US law prevents the US government from negotiating lower drug prices, legalizing price gauging. Drugs in the USA routinely cost many times what the same drug, from the same manufacturer, produced in the same factory, costs in Europe.

Finally, US health insurers are exempt from antitrust law. That is, they may openly and legally collude with one another to drive up prices and profits.
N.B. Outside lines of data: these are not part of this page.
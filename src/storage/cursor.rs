use super::btree::BPlusTree;
use super::key::IndexKey;
use super::node::{NodeId, Offset};

/// A position in the leaf level resolved by a root-to-leaf descent.
#[derive(Debug, Clone, Copy, PartialEq, Eq)]
pub struct Cursor {
    pub leaf: NodeId,
    /// Index of the key when `found`, otherwise the insertion point.
    pub index: usize,
    pub found: bool,
}

/// Walks the leaf chain from the leftmost leaf, yielding entries in key order.
pub struct LeafIter<'a, K: IndexKey> {
    tree: &'a BPlusTree<K>,
    leaf: Option<NodeId>,
    index: usize,
}

impl<'a, K: IndexKey> LeafIter<'a, K> {
    pub fn new(tree: &'a BPlusTree<K>) -> Self {
        Self {
            tree,
            leaf: tree.leaf_head(),
            index: 0,
        }
    }
}

impl<'a, K: IndexKey> Iterator for LeafIter<'a, K> {
    type Item = (&'a K, Offset);

    fn next(&mut self) -> Option<Self::Item> {
        let tree: &'a BPlusTree<K> = self.tree;
        loop {
            let node = tree.node(self.leaf?).ok()?;
            if self.index < node.key_num() {
                let item = (&node.keys[self.index], node.values[self.index]);
                self.index += 1;
                return Some(item);
            }
            self.leaf = node.next_leaf;
            self.index = 0;
        }
    }
}
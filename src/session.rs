use crate::config::Config;
use crate::errors;
use crate::index::IndexManager;
use crate::storage::pager;
use tracing::info;
use uuid::Uuid;

pub struct Session {
    pub id: Uuid,
    pub indexes: IndexManager,
}

impl Session {
    /// Opens a session, loading stored indexes unless the configuration is in memory.
    pub fn open(config: Config) -> Result<Self, errors::Error> {
        config.validate()?;
        let id = Uuid::new_v4();
        let persist = config.persist;
        let data_dir = config.data_dir.clone();

        let mut indexes = IndexManager::new(config);
        if persist {
            pager::ensure_store(&data_dir)?;
            indexes.open(&data_dir)?;
        }
        info!(session_id = %id, persist, indexes = indexes.len(), "Opened session.");
        Ok(Session { id, indexes })
    }

    /// Flushes all indexes to the data directory when persistence is on.
    pub fn close(&mut self) -> Result<(), errors::Error> {
        let config = self.indexes.config();
        if config.persist {
            self.indexes.flush(&config.data_dir)?;
        }
        info!(session_id = %self.id, "Closed session.");
        Ok(())
    }
}
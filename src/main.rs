#![allow(dead_code)]
#[macro_use]
mod errors;
mod console;
mod command;
mod config;
mod index;
mod repl;
mod session;
mod sql;
mod storage;
mod workload;
use clap::Parser;
use config::Config;
use std::path::PathBuf;
use tracing::{error, info};
use tracing_subscriber::EnvFilter;

const VERSION: &str = env!("CARGO_PKG_VERSION");

#[derive(Parser)]
#[command(
    name = "minidex",
    version = VERSION,
    about = "In-memory B+ tree index engine."
)]
struct Cli {
    /// Execute a statement and exit.
    #[arg(short, long)]
    command: Option<String>,

    /// Page size the fan-out of new indexes is derived from.
    #[arg(long, env = "MINIDEX_PAGE_SIZE", default_value_t = storage::btree::PAGE_SIZE)]
    page_size: usize,

    /// Fixed fan-out for new indexes, overriding the page size.
    #[arg(long, env = "MINIDEX_DEGREE")]
    degree: Option<usize>,

    /// Directory holding index snapshots.
    #[arg(long, env = "MINIDEX_DATA_DIR")]
    data_dir: Option<PathBuf>,

    /// Keep everything in memory; nothing is loaded or flushed.
    #[arg(long)]
    in_memory: bool,

    /// Run a randomized workload of N operations per phase and exit.
    #[arg(long, value_name = "N")]
    workload: Option<usize>,

    /// Seed for --workload.
    #[arg(long, default_value_t = 0)]
    seed: u64,
}

impl Cli {
    fn config(&self) -> Config {
        let defaults = Config::default();
        Config {
            page_size: self.page_size,
            degree: self.degree,
            data_dir: self.data_dir.clone().unwrap_or(defaults.data_dir),
            persist: !self.in_memory,
        }
    }
}

fn main() {
    tracing_subscriber::fmt()
        .with_env_filter(EnvFilter::from_default_env())
        .with_writer(std::io::stderr)
        .init();

    let cli = Cli::parse();
    let config = cli.config();
    info!(
        page_size = config.page_size,
        degree = ?config.degree,
        persist = config.persist,
        "Starting..."
    );

    if let Some(ops) = cli.workload {
        match config.validate().and_then(|_| workload::run(&config, ops, cli.seed)) {
            Ok(report) => echo!("{}\n", report),
            Err(e) => {
                error!(%e, "Workload failed.");
                console::error(format!("{}\n", e));
                std::process::exit(1);
            }
        }
        return;
    }

    let mut session = match session::Session::open(config) {
        Ok(s) => s,
        Err(e) => {
            console::error(format!("Failed to open session. {}\n", e));
            std::process::exit(1);
        }
    };

    let outcome = match cli.command {
        Some(statement) => {
            repl::run_statement(&mut session, &statement);
            Ok(())
        }
        None => repl::start(&mut session),
    };
    if let Err(e) = outcome {
        error!(%e, "REPL failed.");
        console::error(format!("{}\n", e));
    }

    if let Err(e) = session.close() {
        error!(%e, "Failed to close session.");
        console::error(format!("Failed to close session. {}\n", e));
        std::process::exit(1);
    }
}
These provisions create an extremely expensive healthcare system in the US. Besides the obvious problems, American healthcare providers spend an enormous amount on overhead trying to negotiate with the myriad of healthcare providers. Additionally, healthcare providers spend enormous sums trying to minimize prices. None of this leads to better care.

In 2016, the United States spent 17.2% of GDP on healthcare, compared to 8.9% of the 36 OECD countries. However, American healthcare outcomes are mediocre at best.

Processed Foods with Statistical Quality Control

By design, countless food products look and taste exactly the same. Nobody opens a name-brand candy bar and wonders if it will taste different than any other bar they may have chosen. Each can of Coca Cola, Pepsi, or Guinness Beer tastes exactly the same as any other.

All major food companies can thank Guinness brewer William Gosset who developed modern statistics. Many articles note that Gosset wasn’t an academic because he worked for a brewery. However, he was a highly educated mathematician.

His techniques are in use to this day in countless fields.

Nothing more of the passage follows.